Spezielle röntgenologische Techniken, um die Tibiatorsion oder femorale Anteversion zu quantifizieren oder den Verlauf der Rotationsentwicklung zu messen, sind ebenfalls nicht indiziert. Im Laufe der letzten Jahre wurde die strahlenintensive Rippstein II-Aufnahme durch schonendere Massnahmen (CT mit niedriger Strahlendosis samt MRT) abgelöst.
CT- und MRT-Untersuchungen werden ebenfalls äußerst selten im Fall einer präoperativen Planung benötigt. Dies ist der Fall, wenn sich die Torsionsfehler nicht spontan bis Ende des Wachstums korrigiert haben.
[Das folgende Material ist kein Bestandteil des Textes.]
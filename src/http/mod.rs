//! HTTP transport for the bridge
//!
//! Routes the `/mcp` JSON-RPC endpoint alongside the public health and discovery documents.

pub mod handlers;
In der operativen Planung kommen CT (Abb. 4), 3D-CT und MRT zur Bestimmung des Winkels zwischen Femurhals in Relation zu den Femurkondylen zum Einsatz.

Metatarsus Adductus

Der Metartarsus adductus (auch als Pes adductus oder Sichelfuß bezeichnet) beschreibt die Adduktion des Vorfußes gegenüber dem Rückfuß (Hefti 2006).
Der Rückfuß ist vollkommen flexibel und eine Fehlstellung liegt nicht vor. Im Regelfall korrigiert sich der Sichelfuß ohne weitere Behandlung von selbst bis zum 3.–4. Lebensjahr (Ponseti und Becker 1966). Ist im Alter von ca. 3 Monaten noch keine sichtbare Verbesserung eingetreten, können physiotherapeutische Maßnahmen eingeleitet werden (die Übungen werden durch die Eltern selbst im Heimprogramm durchgeführt).
Einige seltene rigide Fälle benötigen die Gipsredression, die in solchen Fällen noch vor Laufbeginn eingeleitet wird. Die angelegten Oberschenkelgipse abduzieren – entgegen der Klumpfußbehandlung – ausschließlich den Vorfuß und setzen ihren Druckpunkt im Calcaneo-Cuboid-Gelenk. Die ursprüngliche Methode, die auch heute noch angewandt wird, stammt von Ponseti (Ponseti und Becker 1966).
Sollte es nach erfolgter Gipsredression trotzdem erneut zum Rezidiv kommen, können Nachtschienen oder Spezialschuhe zum Einsatz kommen, deren Effekt jedoch kontrovers diskutiert wird (Herzenberg und Burghardt 2014). Operative Maßnahmen bei Pes adductus sind die Ausnahme und auch hier besteht kein allgemeiner Konsensus – weder über ihre Durchführung noch über deren Effekt. Die beschriebenen Maßnahmen reichen von einem Release des M. abductor hallucis bis hin zu Vorfußosteotomien.
Ein möglicher Zusammenhang zwischen Hüftdysplasie und Metatarsus adductus wird ebenfalls kontrovers diskutiert (Kumar und McEwen 1982).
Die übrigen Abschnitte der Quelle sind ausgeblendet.